* Work instruction:
What is the number of lines in the entries that contain the word "zeros"? Reply with that number only.

(Collected data)
──────────────────────────────

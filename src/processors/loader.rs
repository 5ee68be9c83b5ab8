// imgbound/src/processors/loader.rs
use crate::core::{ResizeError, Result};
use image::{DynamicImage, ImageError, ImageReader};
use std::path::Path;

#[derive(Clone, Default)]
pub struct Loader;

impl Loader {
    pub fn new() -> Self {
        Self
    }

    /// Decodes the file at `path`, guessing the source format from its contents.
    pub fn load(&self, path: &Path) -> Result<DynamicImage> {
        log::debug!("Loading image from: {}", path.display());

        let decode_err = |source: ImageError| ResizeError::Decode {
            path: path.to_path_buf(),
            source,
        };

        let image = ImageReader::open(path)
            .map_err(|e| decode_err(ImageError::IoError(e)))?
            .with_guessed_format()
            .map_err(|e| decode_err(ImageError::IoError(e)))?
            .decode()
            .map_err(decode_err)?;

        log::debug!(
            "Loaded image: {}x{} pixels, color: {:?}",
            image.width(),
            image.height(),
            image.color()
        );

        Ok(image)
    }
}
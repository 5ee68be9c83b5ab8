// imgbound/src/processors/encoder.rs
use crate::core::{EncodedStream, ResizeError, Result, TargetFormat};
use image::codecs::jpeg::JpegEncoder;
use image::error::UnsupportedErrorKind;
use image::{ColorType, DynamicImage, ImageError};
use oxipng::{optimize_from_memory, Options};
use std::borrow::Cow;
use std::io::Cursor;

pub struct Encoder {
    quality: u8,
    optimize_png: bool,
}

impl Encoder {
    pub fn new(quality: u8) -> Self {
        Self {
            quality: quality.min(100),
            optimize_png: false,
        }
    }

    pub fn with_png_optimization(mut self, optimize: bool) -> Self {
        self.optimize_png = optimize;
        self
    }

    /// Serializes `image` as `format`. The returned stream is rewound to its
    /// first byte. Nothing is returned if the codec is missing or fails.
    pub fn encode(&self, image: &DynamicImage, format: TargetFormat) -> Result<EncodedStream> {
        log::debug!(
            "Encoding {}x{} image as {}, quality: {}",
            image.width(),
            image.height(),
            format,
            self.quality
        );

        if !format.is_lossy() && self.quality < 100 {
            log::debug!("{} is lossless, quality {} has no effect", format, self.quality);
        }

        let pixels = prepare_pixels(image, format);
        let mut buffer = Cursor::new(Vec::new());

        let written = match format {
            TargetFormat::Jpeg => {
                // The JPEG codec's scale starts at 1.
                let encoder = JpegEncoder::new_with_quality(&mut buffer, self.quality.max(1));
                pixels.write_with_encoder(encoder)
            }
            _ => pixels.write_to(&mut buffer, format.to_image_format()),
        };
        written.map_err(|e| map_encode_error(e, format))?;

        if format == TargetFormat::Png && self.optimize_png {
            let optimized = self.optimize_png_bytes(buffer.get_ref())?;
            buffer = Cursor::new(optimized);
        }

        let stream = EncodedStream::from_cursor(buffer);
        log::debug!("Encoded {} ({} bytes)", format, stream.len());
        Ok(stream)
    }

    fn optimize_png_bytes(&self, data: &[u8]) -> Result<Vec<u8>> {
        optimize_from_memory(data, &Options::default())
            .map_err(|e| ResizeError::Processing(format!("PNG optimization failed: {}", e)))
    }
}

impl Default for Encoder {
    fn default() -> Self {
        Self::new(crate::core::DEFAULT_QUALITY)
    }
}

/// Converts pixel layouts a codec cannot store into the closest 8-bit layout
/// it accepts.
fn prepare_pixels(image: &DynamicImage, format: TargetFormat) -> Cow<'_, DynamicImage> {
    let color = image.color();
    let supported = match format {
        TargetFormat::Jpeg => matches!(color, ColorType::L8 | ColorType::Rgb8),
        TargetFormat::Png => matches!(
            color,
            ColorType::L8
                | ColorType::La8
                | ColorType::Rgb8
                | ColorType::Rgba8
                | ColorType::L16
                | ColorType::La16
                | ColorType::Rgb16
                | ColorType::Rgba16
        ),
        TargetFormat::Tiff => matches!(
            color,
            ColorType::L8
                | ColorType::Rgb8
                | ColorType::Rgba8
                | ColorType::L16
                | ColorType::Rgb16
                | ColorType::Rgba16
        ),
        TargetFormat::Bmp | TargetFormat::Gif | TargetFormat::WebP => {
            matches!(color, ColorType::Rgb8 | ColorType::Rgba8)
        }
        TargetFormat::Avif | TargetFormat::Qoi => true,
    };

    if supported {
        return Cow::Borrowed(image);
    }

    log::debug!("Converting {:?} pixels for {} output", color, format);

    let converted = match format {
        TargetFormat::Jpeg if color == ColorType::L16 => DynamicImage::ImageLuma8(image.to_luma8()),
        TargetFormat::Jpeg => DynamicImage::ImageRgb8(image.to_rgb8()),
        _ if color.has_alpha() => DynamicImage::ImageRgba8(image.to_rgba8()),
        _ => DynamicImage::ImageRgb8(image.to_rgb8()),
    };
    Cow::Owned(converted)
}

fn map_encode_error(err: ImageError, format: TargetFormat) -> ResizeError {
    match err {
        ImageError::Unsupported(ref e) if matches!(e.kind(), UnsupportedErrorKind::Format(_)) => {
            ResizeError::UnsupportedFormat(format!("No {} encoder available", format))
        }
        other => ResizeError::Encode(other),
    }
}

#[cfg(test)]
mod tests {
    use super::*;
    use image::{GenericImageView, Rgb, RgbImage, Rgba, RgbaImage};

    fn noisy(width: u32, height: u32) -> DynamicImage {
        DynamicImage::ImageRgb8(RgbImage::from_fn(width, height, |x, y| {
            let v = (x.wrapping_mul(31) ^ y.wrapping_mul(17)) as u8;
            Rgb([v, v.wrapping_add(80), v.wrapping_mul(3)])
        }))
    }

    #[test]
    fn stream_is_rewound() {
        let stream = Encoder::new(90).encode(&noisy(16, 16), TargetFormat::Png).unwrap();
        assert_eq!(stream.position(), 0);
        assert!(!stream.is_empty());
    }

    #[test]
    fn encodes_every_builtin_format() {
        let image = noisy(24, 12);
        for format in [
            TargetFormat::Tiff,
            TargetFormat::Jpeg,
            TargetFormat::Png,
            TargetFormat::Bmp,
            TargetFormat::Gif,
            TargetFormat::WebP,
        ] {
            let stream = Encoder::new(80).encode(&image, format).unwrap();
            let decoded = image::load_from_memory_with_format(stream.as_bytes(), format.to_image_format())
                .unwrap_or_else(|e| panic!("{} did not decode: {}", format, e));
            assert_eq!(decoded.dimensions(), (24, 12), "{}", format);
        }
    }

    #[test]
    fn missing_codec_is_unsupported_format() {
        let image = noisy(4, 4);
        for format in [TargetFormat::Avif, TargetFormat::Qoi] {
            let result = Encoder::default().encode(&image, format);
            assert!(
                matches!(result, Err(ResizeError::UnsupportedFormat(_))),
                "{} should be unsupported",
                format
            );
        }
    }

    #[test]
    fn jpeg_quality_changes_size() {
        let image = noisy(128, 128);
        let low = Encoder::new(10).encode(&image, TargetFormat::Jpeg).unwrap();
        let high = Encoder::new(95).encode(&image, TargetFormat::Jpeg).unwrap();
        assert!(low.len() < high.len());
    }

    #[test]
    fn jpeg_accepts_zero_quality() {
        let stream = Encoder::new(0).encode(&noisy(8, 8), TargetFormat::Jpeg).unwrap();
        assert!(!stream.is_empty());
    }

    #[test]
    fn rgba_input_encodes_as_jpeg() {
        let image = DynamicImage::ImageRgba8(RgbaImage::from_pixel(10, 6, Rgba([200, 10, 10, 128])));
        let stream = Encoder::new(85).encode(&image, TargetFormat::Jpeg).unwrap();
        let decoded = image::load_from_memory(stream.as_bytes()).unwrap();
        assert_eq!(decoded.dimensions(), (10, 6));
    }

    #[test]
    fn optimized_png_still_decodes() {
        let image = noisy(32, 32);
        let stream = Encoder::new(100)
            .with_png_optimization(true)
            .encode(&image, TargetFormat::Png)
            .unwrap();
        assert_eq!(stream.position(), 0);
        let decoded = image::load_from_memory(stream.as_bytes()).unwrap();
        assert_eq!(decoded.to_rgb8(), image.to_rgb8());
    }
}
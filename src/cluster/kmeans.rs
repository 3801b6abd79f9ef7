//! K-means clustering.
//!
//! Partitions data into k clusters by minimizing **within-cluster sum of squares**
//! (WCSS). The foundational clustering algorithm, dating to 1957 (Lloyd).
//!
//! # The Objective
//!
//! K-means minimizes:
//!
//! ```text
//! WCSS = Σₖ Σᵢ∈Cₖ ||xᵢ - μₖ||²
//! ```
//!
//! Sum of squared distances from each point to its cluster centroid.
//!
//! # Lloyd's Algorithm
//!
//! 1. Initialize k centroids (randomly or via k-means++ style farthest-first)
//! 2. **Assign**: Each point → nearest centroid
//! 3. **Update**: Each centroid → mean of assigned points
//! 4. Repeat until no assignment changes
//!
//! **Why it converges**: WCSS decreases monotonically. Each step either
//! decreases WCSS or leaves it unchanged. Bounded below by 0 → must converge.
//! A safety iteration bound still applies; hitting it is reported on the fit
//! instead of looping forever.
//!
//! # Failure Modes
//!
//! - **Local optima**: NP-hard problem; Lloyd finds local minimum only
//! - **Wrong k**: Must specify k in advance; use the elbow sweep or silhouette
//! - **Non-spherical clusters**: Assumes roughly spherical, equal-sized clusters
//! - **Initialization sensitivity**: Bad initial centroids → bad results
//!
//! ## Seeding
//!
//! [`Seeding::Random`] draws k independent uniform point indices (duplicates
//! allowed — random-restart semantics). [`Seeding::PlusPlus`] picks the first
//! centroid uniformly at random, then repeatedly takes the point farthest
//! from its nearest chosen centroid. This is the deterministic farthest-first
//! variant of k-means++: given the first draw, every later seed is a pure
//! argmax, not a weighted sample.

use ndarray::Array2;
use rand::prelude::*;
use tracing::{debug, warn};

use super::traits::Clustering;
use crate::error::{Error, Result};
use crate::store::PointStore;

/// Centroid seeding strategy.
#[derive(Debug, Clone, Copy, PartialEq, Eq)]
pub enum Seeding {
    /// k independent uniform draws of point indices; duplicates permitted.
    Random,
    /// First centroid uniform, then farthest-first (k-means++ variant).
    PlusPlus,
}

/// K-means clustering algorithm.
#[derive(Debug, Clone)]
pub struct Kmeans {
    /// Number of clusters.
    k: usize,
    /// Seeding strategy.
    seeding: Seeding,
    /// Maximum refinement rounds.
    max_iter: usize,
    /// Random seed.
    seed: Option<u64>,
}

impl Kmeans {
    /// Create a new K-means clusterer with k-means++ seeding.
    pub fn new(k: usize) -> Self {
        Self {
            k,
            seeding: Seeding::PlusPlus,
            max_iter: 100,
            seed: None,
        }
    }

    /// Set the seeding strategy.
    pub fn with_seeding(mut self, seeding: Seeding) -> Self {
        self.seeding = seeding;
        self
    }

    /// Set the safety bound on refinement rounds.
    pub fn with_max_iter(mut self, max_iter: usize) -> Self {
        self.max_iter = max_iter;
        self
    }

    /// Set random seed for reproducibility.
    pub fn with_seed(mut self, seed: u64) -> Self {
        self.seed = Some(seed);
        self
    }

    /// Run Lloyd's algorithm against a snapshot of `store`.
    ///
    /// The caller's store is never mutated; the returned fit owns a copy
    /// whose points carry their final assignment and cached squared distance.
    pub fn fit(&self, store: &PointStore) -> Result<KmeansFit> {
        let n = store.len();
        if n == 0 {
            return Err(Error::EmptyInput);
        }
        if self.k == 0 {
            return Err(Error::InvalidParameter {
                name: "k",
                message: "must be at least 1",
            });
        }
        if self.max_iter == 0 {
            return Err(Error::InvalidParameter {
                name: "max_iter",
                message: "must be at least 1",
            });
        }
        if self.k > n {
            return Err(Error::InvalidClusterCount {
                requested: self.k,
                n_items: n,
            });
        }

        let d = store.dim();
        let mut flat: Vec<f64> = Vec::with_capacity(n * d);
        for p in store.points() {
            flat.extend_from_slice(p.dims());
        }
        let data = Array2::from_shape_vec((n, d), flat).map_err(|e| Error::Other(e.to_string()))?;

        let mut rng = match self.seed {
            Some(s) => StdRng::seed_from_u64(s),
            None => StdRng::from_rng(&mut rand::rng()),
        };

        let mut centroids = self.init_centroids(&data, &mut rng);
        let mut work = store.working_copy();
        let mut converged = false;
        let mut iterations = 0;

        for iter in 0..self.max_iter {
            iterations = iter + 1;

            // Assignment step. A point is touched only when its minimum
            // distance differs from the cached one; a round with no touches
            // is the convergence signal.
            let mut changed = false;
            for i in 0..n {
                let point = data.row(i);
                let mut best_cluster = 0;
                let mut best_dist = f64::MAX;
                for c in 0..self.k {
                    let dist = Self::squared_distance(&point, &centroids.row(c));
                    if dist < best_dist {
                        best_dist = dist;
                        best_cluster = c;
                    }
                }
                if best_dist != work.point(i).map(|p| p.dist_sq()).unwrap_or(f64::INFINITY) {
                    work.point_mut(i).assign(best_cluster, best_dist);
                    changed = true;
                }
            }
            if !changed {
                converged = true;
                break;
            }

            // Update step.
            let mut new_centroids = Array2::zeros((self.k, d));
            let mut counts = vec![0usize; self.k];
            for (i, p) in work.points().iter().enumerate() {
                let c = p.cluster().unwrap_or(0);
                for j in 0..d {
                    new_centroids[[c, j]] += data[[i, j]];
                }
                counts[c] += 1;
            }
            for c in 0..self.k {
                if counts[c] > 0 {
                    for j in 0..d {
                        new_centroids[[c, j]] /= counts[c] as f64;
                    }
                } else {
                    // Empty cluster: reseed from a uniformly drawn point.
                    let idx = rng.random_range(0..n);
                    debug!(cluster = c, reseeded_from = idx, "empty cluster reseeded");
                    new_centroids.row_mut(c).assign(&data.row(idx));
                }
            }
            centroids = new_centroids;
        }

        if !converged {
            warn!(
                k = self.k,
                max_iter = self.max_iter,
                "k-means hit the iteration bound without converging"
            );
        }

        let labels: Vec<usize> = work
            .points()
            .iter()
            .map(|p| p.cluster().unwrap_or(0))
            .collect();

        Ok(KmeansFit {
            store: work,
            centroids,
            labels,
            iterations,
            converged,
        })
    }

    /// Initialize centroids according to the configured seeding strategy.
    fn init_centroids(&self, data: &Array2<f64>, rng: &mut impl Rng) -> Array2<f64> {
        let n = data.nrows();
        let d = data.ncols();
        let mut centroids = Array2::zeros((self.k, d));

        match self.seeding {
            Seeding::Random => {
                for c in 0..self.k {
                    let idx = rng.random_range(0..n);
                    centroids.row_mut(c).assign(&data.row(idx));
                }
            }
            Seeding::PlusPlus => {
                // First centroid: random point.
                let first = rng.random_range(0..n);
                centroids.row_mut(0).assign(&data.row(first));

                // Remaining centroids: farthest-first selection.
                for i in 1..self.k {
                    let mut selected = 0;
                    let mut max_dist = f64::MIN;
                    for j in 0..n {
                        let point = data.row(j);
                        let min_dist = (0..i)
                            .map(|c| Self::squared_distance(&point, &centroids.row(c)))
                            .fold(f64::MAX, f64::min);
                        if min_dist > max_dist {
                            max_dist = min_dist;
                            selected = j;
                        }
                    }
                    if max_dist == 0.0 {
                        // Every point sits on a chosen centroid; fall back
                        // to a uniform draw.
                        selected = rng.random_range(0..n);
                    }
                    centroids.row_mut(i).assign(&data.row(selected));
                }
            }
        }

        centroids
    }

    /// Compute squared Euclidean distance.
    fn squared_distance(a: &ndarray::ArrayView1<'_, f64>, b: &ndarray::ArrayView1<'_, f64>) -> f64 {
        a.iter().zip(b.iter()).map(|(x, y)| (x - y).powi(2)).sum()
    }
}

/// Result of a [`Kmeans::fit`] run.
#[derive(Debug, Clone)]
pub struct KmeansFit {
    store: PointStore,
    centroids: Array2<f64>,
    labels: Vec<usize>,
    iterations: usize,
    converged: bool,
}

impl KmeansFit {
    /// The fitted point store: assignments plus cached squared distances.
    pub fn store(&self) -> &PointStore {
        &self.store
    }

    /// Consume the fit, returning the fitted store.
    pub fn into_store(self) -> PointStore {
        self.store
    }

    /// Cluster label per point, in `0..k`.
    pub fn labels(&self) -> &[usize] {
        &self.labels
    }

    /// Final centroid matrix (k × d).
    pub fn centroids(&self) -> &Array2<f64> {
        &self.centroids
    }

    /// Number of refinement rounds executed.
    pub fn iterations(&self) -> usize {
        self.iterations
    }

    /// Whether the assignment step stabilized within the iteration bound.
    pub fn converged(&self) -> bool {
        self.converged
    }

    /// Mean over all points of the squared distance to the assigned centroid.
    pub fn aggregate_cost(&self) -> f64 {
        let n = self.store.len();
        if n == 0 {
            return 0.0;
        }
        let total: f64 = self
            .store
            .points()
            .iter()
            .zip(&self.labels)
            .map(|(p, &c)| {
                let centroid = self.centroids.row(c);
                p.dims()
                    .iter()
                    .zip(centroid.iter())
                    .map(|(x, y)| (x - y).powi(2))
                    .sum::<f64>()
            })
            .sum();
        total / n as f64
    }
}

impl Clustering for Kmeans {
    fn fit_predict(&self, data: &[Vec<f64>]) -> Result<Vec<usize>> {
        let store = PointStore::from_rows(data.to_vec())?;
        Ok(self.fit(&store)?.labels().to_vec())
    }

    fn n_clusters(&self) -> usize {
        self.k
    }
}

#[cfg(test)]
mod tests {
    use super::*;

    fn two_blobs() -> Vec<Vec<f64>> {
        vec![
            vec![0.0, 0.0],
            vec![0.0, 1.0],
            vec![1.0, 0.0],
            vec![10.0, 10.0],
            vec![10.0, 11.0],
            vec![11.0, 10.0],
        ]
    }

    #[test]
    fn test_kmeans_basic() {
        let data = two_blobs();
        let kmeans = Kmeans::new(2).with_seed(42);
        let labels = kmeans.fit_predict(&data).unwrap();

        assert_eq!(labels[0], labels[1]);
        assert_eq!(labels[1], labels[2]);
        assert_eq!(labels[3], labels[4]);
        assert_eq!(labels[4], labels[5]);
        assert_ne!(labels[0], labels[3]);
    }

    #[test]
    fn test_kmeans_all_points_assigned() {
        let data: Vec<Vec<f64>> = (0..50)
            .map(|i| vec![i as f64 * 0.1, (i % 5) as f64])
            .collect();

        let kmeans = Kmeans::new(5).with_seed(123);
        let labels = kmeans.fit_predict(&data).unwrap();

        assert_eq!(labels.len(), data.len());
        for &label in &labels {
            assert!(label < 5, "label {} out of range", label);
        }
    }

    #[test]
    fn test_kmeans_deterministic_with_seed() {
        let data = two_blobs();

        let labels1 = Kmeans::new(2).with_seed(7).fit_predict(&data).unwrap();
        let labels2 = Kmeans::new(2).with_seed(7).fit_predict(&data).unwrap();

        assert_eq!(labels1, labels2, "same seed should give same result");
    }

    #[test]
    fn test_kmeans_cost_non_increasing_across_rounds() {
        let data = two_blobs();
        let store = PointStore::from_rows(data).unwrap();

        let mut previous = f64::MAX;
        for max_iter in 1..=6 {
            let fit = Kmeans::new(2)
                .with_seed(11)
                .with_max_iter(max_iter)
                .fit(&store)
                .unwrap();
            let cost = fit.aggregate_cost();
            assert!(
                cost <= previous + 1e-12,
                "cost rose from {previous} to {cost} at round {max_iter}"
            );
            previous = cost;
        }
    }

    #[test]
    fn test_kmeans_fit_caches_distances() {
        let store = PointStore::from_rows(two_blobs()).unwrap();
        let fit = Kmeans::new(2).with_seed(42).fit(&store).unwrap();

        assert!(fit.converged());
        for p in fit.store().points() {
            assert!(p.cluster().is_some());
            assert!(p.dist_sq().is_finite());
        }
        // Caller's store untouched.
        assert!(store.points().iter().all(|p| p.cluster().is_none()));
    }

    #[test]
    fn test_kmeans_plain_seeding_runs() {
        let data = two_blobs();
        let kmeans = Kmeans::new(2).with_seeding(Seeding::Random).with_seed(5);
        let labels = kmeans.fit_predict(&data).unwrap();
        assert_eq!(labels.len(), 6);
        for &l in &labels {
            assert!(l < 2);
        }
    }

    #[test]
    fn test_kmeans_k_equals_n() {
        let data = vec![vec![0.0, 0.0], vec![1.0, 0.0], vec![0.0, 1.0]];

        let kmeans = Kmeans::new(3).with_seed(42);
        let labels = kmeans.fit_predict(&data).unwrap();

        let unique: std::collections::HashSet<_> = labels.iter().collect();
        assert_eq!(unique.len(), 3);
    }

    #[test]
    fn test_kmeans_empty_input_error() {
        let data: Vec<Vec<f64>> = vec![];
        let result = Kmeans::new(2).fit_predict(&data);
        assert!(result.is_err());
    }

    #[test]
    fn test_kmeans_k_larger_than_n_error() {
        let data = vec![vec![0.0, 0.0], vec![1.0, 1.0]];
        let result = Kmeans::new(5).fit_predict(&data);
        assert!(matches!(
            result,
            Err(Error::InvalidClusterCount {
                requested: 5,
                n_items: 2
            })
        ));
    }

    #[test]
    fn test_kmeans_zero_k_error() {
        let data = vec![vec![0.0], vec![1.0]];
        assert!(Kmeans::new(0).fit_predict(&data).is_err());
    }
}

──────────────────────────────

* Result of this exercise:
2